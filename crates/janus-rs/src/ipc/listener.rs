//! Worker-side IPC: the frame loop that feeds the dispatcher.
//!
//! The worker binds its socket, waits for the gateway to connect, sends
//! WORKER_READY once the application is built, and then serves request
//! frames until the stream closes or a DRAIN arrives. Each completed
//! request streams back as RESP, zero or more RESP_BODY chunks, RESP_END.

use bytes::{Bytes, BytesMut};
use log::{debug, info, warn};
use parking_lot::Mutex;
use std::collections::HashMap;
use std::path::Path;
use std::sync::atomic::{AtomicBool, Ordering};
use std::sync::Arc;
use tokio::io::{AsyncReadExt, AsyncWriteExt};
use tokio::net::{unix::OwnedWriteHalf, UnixListener, UnixStream};
use tokio_util::sync::CancellationToken;
use uuid::Uuid;

use crate::protocol::{codec, Frame, FrameDecoder, FrameKind, RequestRecord};
use crate::runtime::message::{Request, Response};
use crate::runtime::Dispatcher;

/// A request whose body is still streaming in.
struct InboundRequest {
    record: RequestRecord,
    body: BytesMut,
}

/// The worker's server half of the bridge.
pub struct WorkerListener {
    worker_id: u32,
    listener: UnixListener,
    dispatcher: Dispatcher,
    max_frame_size: usize,
    stream_window: usize,
}

impl WorkerListener {
    /// Binds the worker socket with `0600` permissions.
    pub fn bind(
        worker_id: u32,
        socket_path: &Path,
        dispatcher: Dispatcher,
        max_frame_size: usize,
        stream_window: usize,
    ) -> std::io::Result<Self> {
        if let Some(dir) = socket_path.parent() {
            std::fs::create_dir_all(dir)?;
        }
        // A stale socket from a previous run blocks the bind.
        let _ = std::fs::remove_file(socket_path);
        let listener = UnixListener::bind(socket_path)?;
        restrict_mode(socket_path)?;
        Ok(Self {
            worker_id,
            listener,
            dispatcher,
            max_frame_size,
            stream_window,
        })
    }

    /// Serves gateway connections until the process exits. The gateway holds
    /// one connection at a time; a reconnect after a gateway restart is just
    /// the next accept.
    pub async fn serve(self) -> std::io::Result<()> {
        info!("Worker {} listening for the gateway", self.worker_id);
        loop {
            let (stream, _) = self.listener.accept().await?;
            info!("Worker {}: gateway connected", self.worker_id);
            connection_loop(
                self.worker_id,
                stream,
                self.dispatcher.clone(),
                self.max_frame_size,
                self.stream_window,
            )
            .await;
            info!("Worker {}: gateway disconnected", self.worker_id);
        }
    }
}

#[cfg(unix)]
fn restrict_mode(path: &Path) -> std::io::Result<()> {
    use std::os::unix::fs::PermissionsExt;
    std::fs::set_permissions(path, std::fs::Permissions::from_mode(0o600))
}

async fn connection_loop(
    worker_id: u32,
    stream: UnixStream,
    dispatcher: Dispatcher,
    max_frame_size: usize,
    stream_window: usize,
) {
    let (mut reader, write_half) = stream.into_split();
    let writer = Arc::new(tokio::sync::Mutex::new(write_half));
    let mut decoder = FrameDecoder::new(max_frame_size);

    // Streaming request bodies keyed by correlation.
    let mut inbound: HashMap<Uuid, InboundRequest> = HashMap::new();
    // Cancellation tokens for requests already handed to the dispatcher.
    let cancels: Arc<Mutex<HashMap<Uuid, CancellationToken>>> =
        Arc::new(Mutex::new(HashMap::new()));
    let draining = Arc::new(AtomicBool::new(false));

    // Handshake: the application is built, tell the gateway we take traffic.
    {
        let ready = Frame::control(FrameKind::WorkerReady, Uuid::nil());
        let mut w = writer.lock().await;
        if write_frame(&mut w, &ready, max_frame_size).await.is_err() {
            return;
        }
    }

    loop {
        let frame = loop {
            match decoder.decode_next() {
                Ok(Some(frame)) => break frame,
                Ok(None) => match reader.read_buf(decoder.buffer_mut()).await {
                    Ok(0) => return,
                    Ok(_) => continue,
                    Err(_) => return,
                },
                Err(e) => {
                    warn!("Worker {}: frame protocol violation, closing: {}", worker_id, e);
                    return;
                }
            }
        };

        match frame.kind {
            FrameKind::Req => {
                let record: RequestRecord = match serde_json::from_slice(&frame.payload) {
                    Ok(r) => r,
                    Err(e) => {
                        // Decode error on the head record: answer 400 and
                        // keep the channel; the stream itself is intact.
                        debug!("Worker {}: malformed REQ record: {}", worker_id, e);
                        send_response(
                            &writer,
                            frame.correlation,
                            &Response::json(
                                400,
                                &serde_json::json!({
                                    "error": "bad-request",
                                    "message": "Malformed request record",
                                    "requestId": frame.correlation.to_string(),
                                }),
                            ),
                            max_frame_size,
                            stream_window,
                        )
                        .await;
                        continue;
                    }
                };
                inbound.insert(
                    frame.correlation,
                    InboundRequest {
                        record,
                        body: BytesMut::new(),
                    },
                );
            }
            FrameKind::ReqBody => {
                if let Some(entry) = inbound.get_mut(&frame.correlation) {
                    entry.body.extend_from_slice(&frame.payload);
                }
            }
            FrameKind::ReqEnd => {
                let Some(entry) = inbound.remove(&frame.correlation) else {
                    continue;
                };
                if draining.load(Ordering::SeqCst) {
                    send_response(
                        &writer,
                        frame.correlation,
                        &Response::json(
                            503,
                            &serde_json::json!({
                                "error": "shutting-down",
                                "message": "Worker is draining",
                                "requestId": frame.correlation.to_string(),
                            }),
                        ),
                        max_frame_size,
                        stream_window,
                    )
                    .await;
                    continue;
                }

                let cancel = CancellationToken::new();
                cancels.lock().insert(frame.correlation, cancel.clone());

                let request =
                    Request::from_record(frame.correlation, entry.record, entry.body.freeze());
                let dispatcher = dispatcher.clone();
                let writer = Arc::clone(&writer);
                let cancels = Arc::clone(&cancels);
                let correlation = frame.correlation;

                tokio::spawn(async move {
                    let response = dispatcher.dispatch(request, cancel).await;
                    cancels.lock().remove(&correlation);
                    send_response(&writer, correlation, &response, max_frame_size, stream_window)
                        .await;
                });
            }
            FrameKind::Cancel => {
                inbound.remove(&frame.correlation);
                if let Some(token) = cancels.lock().remove(&frame.correlation) {
                    token.cancel();
                }
            }
            FrameKind::Ping => {
                let pong = Frame::control(FrameKind::Pong, frame.correlation);
                let mut w = writer.lock().await;
                if write_frame(&mut w, &pong, max_frame_size).await.is_err() {
                    return;
                }
            }
            FrameKind::Drain => {
                info!("Worker {}: drain requested", worker_id);
                draining.store(true, Ordering::SeqCst);
            }
            other => {
                debug!("Worker {}: unexpected {:?} frame, ignoring", worker_id, other);
            }
        }
    }
}

/// Streams one response back: RESP head, windowed body chunks, RESP_END.
async fn send_response(
    writer: &Arc<tokio::sync::Mutex<OwnedWriteHalf>>,
    correlation: Uuid,
    response: &Response,
    max_frame_size: usize,
    stream_window: usize,
) {
    let payload = match serde_json::to_vec(&response.to_record()) {
        Ok(p) => p,
        Err(e) => {
            warn!("Response record serialization failed: {}", e);
            return;
        }
    };

    let mut w = writer.lock().await;
    let head = Frame::new(FrameKind::Resp, correlation, Bytes::from(payload));
    if write_frame(&mut w, &head, max_frame_size).await.is_err() {
        return;
    }

    let body = &response.body;
    let mut offset = 0;
    while offset < body.len() {
        let end = (offset + stream_window).min(body.len());
        let chunk = Frame::new(FrameKind::RespBody, correlation, body.slice(offset..end));
        if write_frame(&mut w, &chunk, max_frame_size).await.is_err() {
            return;
        }
        offset = end;
    }
    let _ = write_frame(
        &mut w,
        &Frame::control(FrameKind::RespEnd, correlation),
        max_frame_size,
    )
    .await;
}

async fn write_frame(
    writer: &mut OwnedWriteHalf,
    frame: &Frame,
    max_frame_size: usize,
) -> std::io::Result<()> {
    let wire = codec::encode(frame, max_frame_size)
        .map_err(|e| std::io::Error::new(std::io::ErrorKind::InvalidData, e.to_string()))?;
    writer.write_all(&wire).await
}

============

## Exercise directions
All lines in the records above with "Result" need to be found and copied.

## Written solution
    ) -> std::io::Result<Self> {
    pub async fn serve(self) -> std::io::Result<()> {
fn restrict_mode(path: &Path) -> std::io::Result<()> {
) -> std::io::Result<()> {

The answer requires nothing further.